Immunotherapy targets specific to leukemia are nonexistent, which is the problem. It is impossible to distinguish between leukemic and healthy cells.

But what if the healthy cells could be shielded to avoid this toxicity?

Pietro Genovese, Ph.D., a researcher in the Gene Therapy Program at Boston Children’s Hospital, and his colleagues described a new strategy: using it with bone marrow transplantation for children with refractory or relapsed AML.

Scientists decided to engineer the transplanted stem cells to make them invisible to the immunotherapy. They chose three proteins on the surface of leukemia cells that are critical to their survival as immunotherapy targets: FLT3, CD123, and KIT. After that, they switched to healthy blood stem cells.

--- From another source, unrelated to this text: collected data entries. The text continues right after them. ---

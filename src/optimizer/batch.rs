//! # Batch Optimizer
//!
//! Orchestratore CLI: ottimizza molti file, ognuno nella propria `Session`.
//!
//! ## Flusso di esecuzione:
//! 1. **Inizializzazione**: valida la config, costruisce il fallback executor
//! 2. **Processing parallelo**: al massimo `workers` file alla volta
//! 3. **Per file**: lettura → upload (validator) → fallback executor → download
//! 4. **Progress tracking**: progress bar o messaggi JSON per ogni file
//! 5. **Reporting**: statistiche aggregate con byte risparmiati e percentuali
//!
//! ## Error handling:
//! - Documenti rifiutati dal validator vengono contati, non bloccano il batch
//! - Errori di I/O per singoli file non bloccano l'operazione
//! - In dry run nessun file viene scritto

use crate::config::Config;
use crate::engine::TransformEngine;
use crate::error::OptimizeError;
use crate::file_manager::FileManager;
use crate::json_output::JsonMessage;
use crate::optimizer::fallback::{FallbackExecutor, OptimizationResult};
use crate::optimizer::session::Session;
use crate::passes;
use crate::progress::{BatchStats, ProgressManager};
use anyhow::Result;
use futures::stream::{self, StreamExt};
use std::path::{Path, PathBuf};
use std::sync::Arc;
use std::time::Instant;
use tracing::{debug, error, info};

/// What happened to one input file
#[derive(Debug)]
pub enum FileOutcome {
    Optimized {
        output_path: Option<PathBuf>,
        result: OptimizationResult,
    },
    Rejected {
        reason: String,
    },
}

/// Runs many documents through their own sessions with bounded concurrency
pub struct BatchOptimizer<E> {
    config: Config,
    executor: FallbackExecutor<E>,
}

impl<E: TransformEngine> BatchOptimizer<E> {
    pub fn new(engine: Arc<E>, config: Config) -> Result<Self> {
        config.validate()?;
        let executor = FallbackExecutor::from_config(engine, &config);

        Ok(Self { config, executor })
    }

    /// Optimize every file and report aggregated statistics
    pub async fn run(&self, files: Vec<PathBuf>) -> Result<BatchStats> {
        let options = &self.config.options;
        let compiled = passes::compile(options);

        info!("Starting SVG optimization of {} files", files.len());
        info!(
            "🎯 Preset: {} ({})",
            options.preset.title(),
            options.preset.status_text()
        );
        debug!("Compiled passes: {}", passes::describe(&compiled));
        if options.remove_dimensions {
            info!("📐 Removing width/height: previews may render blank without CSS sizing");
        }
        match self.config.output_path {
            Some(ref output_path) => info!("📁 Output directory: {}", output_path.display()),
            None => info!("📁 Mode: Write next to the source files"),
        }
        if self.config.dry_run {
            info!("🧪 Dry run mode: No files will be written");
        }

        let mut stats = BatchStats::new();
        if files.is_empty() {
            info!("No SVG files found to process");
            return Ok(stats);
        }

        FileManager::ensure_unique_outputs(&files, self.config.output_path.as_deref())?;

        if self.config.json_output {
            JsonMessage::start(files.len(), options.preset, &compiled, self.config.dry_run).emit();
        }

        let start_time = Instant::now();
        let progress = ProgressManager::new(files.len() as u64, self.config.json_output);

        let mut outcomes = stream::iter(files)
            .map(|path| async move {
                let outcome = self.process_file(&path).await;
                (path, outcome)
            })
            .buffer_unordered(self.config.workers);

        while let Some((path, outcome)) = outcomes.next().await {
            let name = path
                .file_name()
                .unwrap_or_default()
                .to_string_lossy()
                .to_string();

            let message = match outcome {
                Ok(FileOutcome::Optimized { output_path, result }) => {
                    stats.add_result(&result);
                    if self.config.json_output {
                        JsonMessage::file_complete(Some(path.clone()), output_path, &result).emit();
                    }
                    format!(
                        "✅ {}: {:.1}% saved ({} tier)",
                        name, result.stats.savings_percent, result.tier_used
                    )
                }
                Ok(FileOutcome::Rejected { reason }) => {
                    stats.add_rejected();
                    if self.config.json_output {
                        JsonMessage::file_rejected(Some(path.clone()), reason.clone()).emit();
                    }
                    format!("⏩ {}: not a valid SVG ({})", name, reason)
                }
                Err(e) => {
                    error!("Failed to process {}: {:#}", path.display(), e);
                    stats.add_error();
                    if self.config.json_output {
                        JsonMessage::error(format!("Failed to process {}", path.display()), Some(e.to_string())).emit();
                    }
                    format!("❌ {}: error", name)
                }
            };

            progress.update(&message);
        }

        let summary = stats.format_summary();
        progress.finish(&summary);

        if self.config.json_output {
            JsonMessage::complete(&stats, start_time.elapsed().as_secs_f64()).emit();
        } else {
            info!("{}", summary);
        }

        Ok(stats)
    }

    /// Optimize one file through a fresh session
    pub async fn process_file(&self, path: &Path) -> Result<FileOutcome> {
        let content = FileManager::read_document(path).await?;
        let filename = path.file_name().map(|n| n.to_string_lossy().to_string());

        let session = Session::new(self.executor.clone(), self.config.options.clone());
        match session.upload(content, filename.as_deref()).await {
            Ok(_) => {}
            Err(OptimizeError::Validation(reason)) => return Ok(FileOutcome::Rejected { reason }),
            Err(e) => return Err(e.into()),
        }

        let result = session
            .snapshot()
            .await
            .result
            .ok_or_else(|| anyhow::anyhow!("Session produced no result for {}", path.display()))?;
        let download = session
            .download()
            .await
            .ok_or_else(|| anyhow::anyhow!("Nothing to download for {}", path.display()))?;

        let target = FileManager::output_path(path, self.config.output_path.as_deref(), &download.filename);

        if self.config.dry_run {
            debug!("Dry run: would write {}", target.display());
            return Ok(FileOutcome::Optimized {
                output_path: None,
                result,
            });
        }

        FileManager::write_download(&download, &target).await?;
        debug!("Wrote {}", target.display());

        Ok(FileOutcome::Optimized {
            output_path: Some(target),
            result,
        })
    }

    /// Optimize a single in-memory document (stdin mode)
    pub async fn optimize_document(&self, content: String) -> Result<OptimizationResult, OptimizeError> {
        let session = Session::new(self.executor.clone(), self.config.options.clone());
        session.upload(content, None).await?;

        session
            .snapshot()
            .await
            .result
            .ok_or_else(|| OptimizeError::Configuration("session produced no result".to_string()))
    }
}

#[cfg(test)]
mod tests {
    use super::*;
    use crate::engine::testing::ScriptedEngine;
    use crate::optimizer::fallback::Tier;
    use tempfile::TempDir;

    fn config(output: Option<PathBuf>, dry_run: bool) -> Config {
        Config {
            pacing_delay_ms: 0,
            output_path: output,
            dry_run,
            workers: 2,
            ..Default::default()
        }
    }

    fn strip_comments() -> Arc<ScriptedEngine> {
        Arc::new(ScriptedEngine::new(|doc, _| Ok(doc.replace("<!--c-->", ""))))
    }

    #[tokio::test]
    async fn test_batch_writes_outputs_and_counts() {
        let temp_dir = TempDir::new().unwrap();
        let out_dir = temp_dir.path().join("out");
        let good = temp_dir.path().join("good.svg");
        let bad = temp_dir.path().join("bad.svg");
        std::fs::write(&good, "<svg><title>x</title><!--c--></svg>").unwrap();
        std::fs::write(&bad, "not svg").unwrap();

        let batch = BatchOptimizer::new(strip_comments(), config(Some(out_dir.clone()), false)).unwrap();
        let stats = batch.run(vec![good, bad]).await.unwrap();

        assert_eq!(stats.files_processed, 2);
        assert_eq!(stats.files_optimized, 1);
        assert_eq!(stats.files_rejected, 1);
        assert_eq!(stats.total_bytes_saved(), 8);

        let written = std::fs::read_to_string(out_dir.join("good_optimized.svg")).unwrap();
        assert_eq!(written, "<svg><title>x</title></svg>");
        assert!(!out_dir.join("bad_optimized.svg").exists());
    }

    #[tokio::test]
    async fn test_colliding_outputs_abort_before_writing() {
        let temp_dir = TempDir::new().unwrap();
        let out_dir = temp_dir.path().join("out");
        let first = temp_dir.path().join("a").join("logo.svg");
        let second = temp_dir.path().join("b").join("logo.svg");
        for path in [&first, &second] {
            std::fs::create_dir_all(path.parent().unwrap()).unwrap();
            std::fs::write(path, "<svg><title>x</title><!--c--></svg>").unwrap();
        }

        let batch = BatchOptimizer::new(strip_comments(), config(Some(out_dir.clone()), false)).unwrap();
        let result = batch.run(vec![first, second]).await;

        assert!(result.is_err());
        assert!(!out_dir.join("logo_optimized.svg").exists());
    }

    #[tokio::test]
    async fn test_dry_run_writes_nothing() {
        let temp_dir = TempDir::new().unwrap();
        let source = temp_dir.path().join("logo.svg");
        std::fs::write(&source, "<svg><title>x</title><!--c--></svg>").unwrap();

        let batch = BatchOptimizer::new(strip_comments(), config(None, true)).unwrap();
        match batch.process_file(&source).await.unwrap() {
            FileOutcome::Optimized { output_path, result } => {
                assert!(output_path.is_none());
                assert_eq!(result.tier_used, Tier::Full);
            }
            other => panic!("unexpected outcome: {:?}", other),
        }
        assert!(!temp_dir.path().join("logo_optimized.svg").exists());
    }

    #[tokio::test]
    async fn test_missing_file_is_an_error() {
        let batch = BatchOptimizer::new(strip_comments(), config(None, true)).unwrap();
        let stats = batch.run(vec![PathBuf::from("/definitely/not/here.svg")]).await.unwrap();
        assert_eq!(stats.errors, 1);
    }

    #[tokio::test]
    async fn test_optimize_document() {
        let batch = BatchOptimizer::new(strip_comments(), config(None, false)).unwrap();

        let result = batch
            .optimize_document("<svg><title>x</title><!--c--></svg>".to_string())
            .await
            .unwrap();
        assert_eq!(result.accepted_output, "<svg><title>x</title></svg>");

        let rejected = batch.optimize_document("not svg".to_string()).await;
        assert!(matches!(rejected, Err(OptimizeError::Validation(_))));
    }

    #[test]
    fn test_invalid_config_is_rejected() {
        let bad = Config {
            workers: 0,
            ..Default::default()
        };
        assert!(BatchOptimizer::new(strip_comments(), bad).is_err());
    }
}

They altered the genes that encode the same proteins by adding new amino acids through base editing. The slight alteration prevented cancer immunotherapies from identifying the stem cells, but it did not affect the cell’s ability to produce red blood cells.

Gabriele Casirati, MD, a postdoctoral fellow in Genovese’s lab and first author of the study, said, “We found that we could modify the specificity of antibodies for a target by changing a single amino acid in the target. We can completely avoid recognition of the normal cells.”

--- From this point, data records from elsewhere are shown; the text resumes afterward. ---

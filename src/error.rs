//! # Error Types Module
//!
//! Questo modulo definisce tutti i tipi di errore custom dell'applicazione.
//!
//! ## Responsabilità:
//! - Definisce `OptimizeError` enum per categorizzare gli errori dell'orchestratore
//! - Definisce `EngineError` per i fallimenti del transform engine esterno
//! - Integra con `thiserror` per automatic error conversion
//!
//! ## Categorie di errori:
//! - `Validation`: Documento che non supera il check strutturale
//! - `Engine`: Il transform engine ha fallito (recuperato dal fallback executor)
//! - `Configuration`: Nome di preset/switch sconosciuto o config non valida
//! - `MissingDependency`: Tool esterno mancante (svgo)
//! - `Io` / `Json`: Errori standard convertiti automaticamente
//!
//! ## Propagazione:
//! - `Validation` ed `Engine` non arrivano mai al chiamante di un run: il
//!   fallback executor li converte in "prova il tier successivo"
//! - `Configuration` è fatale e interrompe l'operazione
//!
//! ## Esempio:
//! ```rust,ignore
//! if !validator::is_acceptable(&content) {
//!     return Err(OptimizeError::Validation("missing <svg> root".to_string()));
//! }
//! ```

use std::time::Duration;

/// Custom error types for SVG optimization
#[derive(thiserror::Error, Debug)]
pub enum OptimizeError {
    #[error("IO error: {0}")]
    Io(#[from] std::io::Error),

    #[error("JSON error: {0}")]
    Json(#[from] serde_json::Error),

    #[error("Document validation error: {0}")]
    Validation(String),

    #[error("Transform engine error: {0}")]
    Engine(#[from] EngineError),

    #[error("Configuration error: {0}")]
    Configuration(String),

    #[error("Dependency missing: {0}")]
    MissingDependency(String),
}

/// Failures raised by a transform engine
#[derive(thiserror::Error, Debug)]
pub enum EngineError {
    #[error("failed to launch {tool}: {source}")]
    Spawn {
        tool: String,
        #[source]
        source: std::io::Error,
    },

    #[error("{tool} exited with {status}: {stderr}")]
    Failed {
        tool: String,
        status: String,
        stderr: String,
    },

    #[error("engine produced unusable output: {0}")]
    InvalidOutput(String),

    #[error("engine did not answer within {0:?}")]
    Timeout(Duration),

    #[error("unsupported pass combination: {0}")]
    UnsupportedPassCombination(String),
}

Genovese said, “Other strategies knock out the immunotherapy targets on the stem cells, but we believe ours is more effective because it preserves the functionality of the edited genes.”

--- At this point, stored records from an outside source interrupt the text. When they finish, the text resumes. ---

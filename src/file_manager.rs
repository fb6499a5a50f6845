//! # File Management Module
//!
//! Questo modulo gestisce tutte le operazioni sui file: discovery degli SVG,
//! lettura degli upload e scrittura dei download.
//!
//! ## Responsabilità:
//! - Discovery ricorsiva di file `.svg` in directory
//! - Lettura del documento da file o stdin
//! - Derivazione del nome di download (`logo.svg` → `logo_optimized.svg`)
//! - Scrittura sicura dell'output (directory dedicata o accanto al sorgente)
//! - Formattazione human-readable delle dimensioni
//!
//! ## Esempio:
//! ```rust,ignore
//! let files = FileManager::collect_inputs(&[PathBuf::from("icons/")])?;
//! for file in files {
//!     let content = FileManager::read_document(&file).await?;
//!     // upload into a Session
//! }
//! ```

use anyhow::{Context, Result};
use std::collections::HashMap;
use std::path::{Path, PathBuf};
use tokio::fs;
use tokio::io::AsyncReadExt;
use walkdir::WalkDir;

/// Media type of every download
pub const SVG_MEDIA_TYPE: &str = "image/svg+xml";
/// Filename used when an upload arrives without one
pub const DEFAULT_FILENAME: &str = "optimized.svg";

const OPTIMIZED_SUFFIX: &str = "_optimized";

/// Optimized document ready to be handed to the download boundary
#[derive(Debug, Clone, PartialEq, Eq)]
pub struct Download {
    pub bytes: Vec<u8>,
    pub media_type: &'static str,
    pub filename: String,
}

impl Download {
    pub fn new(content: &str, source_name: Option<&str>) -> Self {
        Self {
            bytes: content.as_bytes().to_vec(),
            media_type: SVG_MEDIA_TYPE,
            filename: FileManager::download_filename(source_name),
        }
    }
}

/// Manages file operations and discovery
pub struct FileManager;

impl FileManager {
    /// Expand files and directories into the list of SVG files to process
    pub fn collect_inputs(inputs: &[PathBuf]) -> Result<Vec<PathBuf>> {
        let mut files = Vec::new();

        for input in inputs {
            if input.is_dir() {
                files.extend(Self::find_svg_files(input)?);
            } else if input.is_file() {
                files.push(input.clone());
            } else {
                return Err(anyhow::anyhow!("Input does not exist: {}", input.display()));
            }
        }

        Ok(files)
    }

    /// Find all SVG files in a directory
    pub fn find_svg_files(dir: &Path) -> Result<Vec<PathBuf>> {
        let mut files = Vec::new();

        for entry in WalkDir::new(dir)
            .sort_by_file_name()
            .into_iter()
            .filter_map(|e| e.ok())
            .filter(|e| e.file_type().is_file())
        {
            let path = entry.path();
            if Self::is_svg(path) && !Self::is_optimized_output(path) {
                files.push(path.to_path_buf());
            }
        }

        Ok(files)
    }

    /// Check if a file looks like an SVG by extension
    pub fn is_svg(path: &Path) -> bool {
        path.extension()
            .map(|ext| ext.to_string_lossy().eq_ignore_ascii_case("svg"))
            .unwrap_or(false)
    }

    /// Files we wrote ourselves on a previous run
    fn is_optimized_output(path: &Path) -> bool {
        path.file_stem()
            .map(|stem| stem.to_string_lossy().ends_with(OPTIMIZED_SUFFIX))
            .unwrap_or(false)
    }

    /// Read a document from disk
    pub async fn read_document(path: &Path) -> Result<String> {
        fs::read_to_string(path)
            .await
            .with_context(|| format!("Failed to read {}", path.display()))
    }

    /// Read a document from stdin
    pub async fn read_stdin() -> Result<String> {
        let mut content = String::new();
        tokio::io::stdin().read_to_string(&mut content).await?;
        Ok(content)
    }

    /// Insert `_optimized` before the `.svg` extension
    pub fn download_filename(source_name: Option<&str>) -> String {
        let Some(name) = source_name.filter(|n| !n.trim().is_empty()) else {
            return DEFAULT_FILENAME.to_string();
        };

        let path = Path::new(name);
        let stem = path
            .file_stem()
            .map(|s| s.to_string_lossy().to_string())
            .unwrap_or_else(|| name.to_string());

        format!("{}{}.svg", stem, OPTIMIZED_SUFFIX)
    }

    /// Where the download for `source` lands
    pub fn output_path(source: &Path, output_dir: Option<&Path>, filename: &str) -> PathBuf {
        match output_dir {
            Some(dir) => dir.join(filename),
            None => source
                .parent()
                .map(|parent| parent.join(filename))
                .unwrap_or_else(|| PathBuf::from(filename)),
        }
    }

    /// Fail when two sources would be written to the same download path
    pub fn ensure_unique_outputs(files: &[PathBuf], output_dir: Option<&Path>) -> Result<()> {
        let mut targets: HashMap<PathBuf, &Path> = HashMap::new();

        for file in files {
            let name = file.file_name().map(|n| n.to_string_lossy().to_string());
            let target = Self::output_path(file, output_dir, &Self::download_filename(name.as_deref()));

            if let Some(previous) = targets.insert(target.clone(), file) {
                return Err(anyhow::anyhow!(
                    "{} and {} would both be written to {}",
                    previous.display(),
                    file.display(),
                    target.display()
                ));
            }
        }

        Ok(())
    }

    /// Write a download to disk, creating parent directories as needed
    pub async fn write_download(download: &Download, target: &Path) -> Result<()> {
        if let Some(parent) = target.parent().filter(|p| !p.as_os_str().is_empty()) {
            fs::create_dir_all(parent).await?;
        }

        fs::write(target, &download.bytes)
            .await
            .with_context(|| format!("Failed to write {}", target.display()))
    }

    /// Get human-readable file size
    pub fn format_size(size: u64) -> String {
        const UNITS: &[&str] = &["B", "KB", "MB", "GB"];
        let mut size = size as f64;
        let mut unit_index = 0;

        while size >= 1024.0 && unit_index < UNITS.len() - 1 {
            size /= 1024.0;
            unit_index += 1;
        }

        if unit_index == 0 {
            format!("{} {}", size as u64, UNITS[unit_index])
        } else {
            format!("{:.2} {}", size, UNITS[unit_index])
        }
    }
}

#[cfg(test)]
mod tests {
    use super::*;
    use tempfile::TempDir;

    #[test]
    fn test_download_filename() {
        assert_eq!(FileManager::download_filename(Some("logo.svg")), "logo_optimized.svg");
        assert_eq!(FileManager::download_filename(Some("a.b.svg")), "a.b_optimized.svg");
        assert_eq!(FileManager::download_filename(Some("icon")), "icon_optimized.svg");
        assert_eq!(FileManager::download_filename(None), DEFAULT_FILENAME);
        assert_eq!(FileManager::download_filename(Some("  ")), DEFAULT_FILENAME);
    }

    #[test]
    fn test_download_carries_media_type() {
        let download = Download::new("<svg></svg>", Some("pasted.svg"));
        assert_eq!(download.media_type, "image/svg+xml");
        assert_eq!(download.bytes, b"<svg></svg>".to_vec());
        assert_eq!(download.filename, "pasted_optimized.svg");
    }

    #[test]
    fn test_format_size() {
        assert_eq!(FileManager::format_size(0), "0 B");
        assert_eq!(FileManager::format_size(512), "512 B");
        assert_eq!(FileManager::format_size(1536), "1.50 KB");
        assert_eq!(FileManager::format_size(5 * 1024 * 1024), "5.00 MB");
    }

    #[test]
    fn test_output_path() {
        let source = Path::new("/icons/logo.svg");
        assert_eq!(
            FileManager::output_path(source, None, "logo_optimized.svg"),
            PathBuf::from("/icons/logo_optimized.svg")
        );
        assert_eq!(
            FileManager::output_path(source, Some(Path::new("/out")), "logo_optimized.svg"),
            PathBuf::from("/out/logo_optimized.svg")
        );
    }

    #[test]
    fn test_find_svg_files_skips_outputs() {
        let temp_dir = TempDir::new().unwrap();
        let nested = temp_dir.path().join("nested");
        std::fs::create_dir_all(&nested).unwrap();
        std::fs::write(temp_dir.path().join("a.svg"), "<svg/>").unwrap();
        std::fs::write(nested.join("b.SVG"), "<svg/>").unwrap();
        std::fs::write(temp_dir.path().join("a_optimized.svg"), "<svg/>").unwrap();
        std::fs::write(temp_dir.path().join("notes.txt"), "hi").unwrap();

        let files = FileManager::find_svg_files(temp_dir.path()).unwrap();
        let names: Vec<String> = files
            .iter()
            .map(|p| p.file_name().unwrap().to_string_lossy().to_string())
            .collect();
        assert_eq!(names, vec!["a.svg".to_string(), "b.SVG".to_string()]);
    }

    #[test]
    fn test_same_name_in_sibling_dirs_collides_in_output_dir() {
        let files = vec![
            PathBuf::from("/icons/a/logo.svg"),
            PathBuf::from("/icons/b/logo.svg"),
        ];

        let err = FileManager::ensure_unique_outputs(&files, Some(Path::new("/out"))).unwrap_err();
        assert!(err.to_string().contains("logo_optimized.svg"));

        // next to the sources they land in different directories
        assert!(FileManager::ensure_unique_outputs(&files, None).is_ok());
    }

    #[test]
    fn test_collect_inputs_rejects_missing() {
        let result = FileManager::collect_inputs(&[PathBuf::from("/definitely/not/here.svg")]);
        assert!(result.is_err());
    }

    #[tokio::test]
    async fn test_write_download_creates_dirs() {
        let temp_dir = TempDir::new().unwrap();
        let target = temp_dir.path().join("out").join("x_optimized.svg");
        let download = Download::new("<svg>content</svg>", Some("x.svg"));

        FileManager::write_download(&download, &target).await.unwrap();
        let written = FileManager::read_document(&target).await.unwrap();
        assert_eq!(written, "<svg>content</svg>");
    }
}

The scientists demonstrated that their strategy allowed CAR T-cell therapy to eliminate the malignancy in a humanized mouse model of AML without harming healthy blood stem cells, providing compelling evidence of the treatment‘s efficacy and safety.

How would it work?

Base editing would be performed on the donor blood stem cells before the bone marrow transplant procedure for patients with AML. Following engraftment of donor cells into the bone marrow, patients would be treated with immunotherapy, which targets and eliminates leukemia cells exclusively.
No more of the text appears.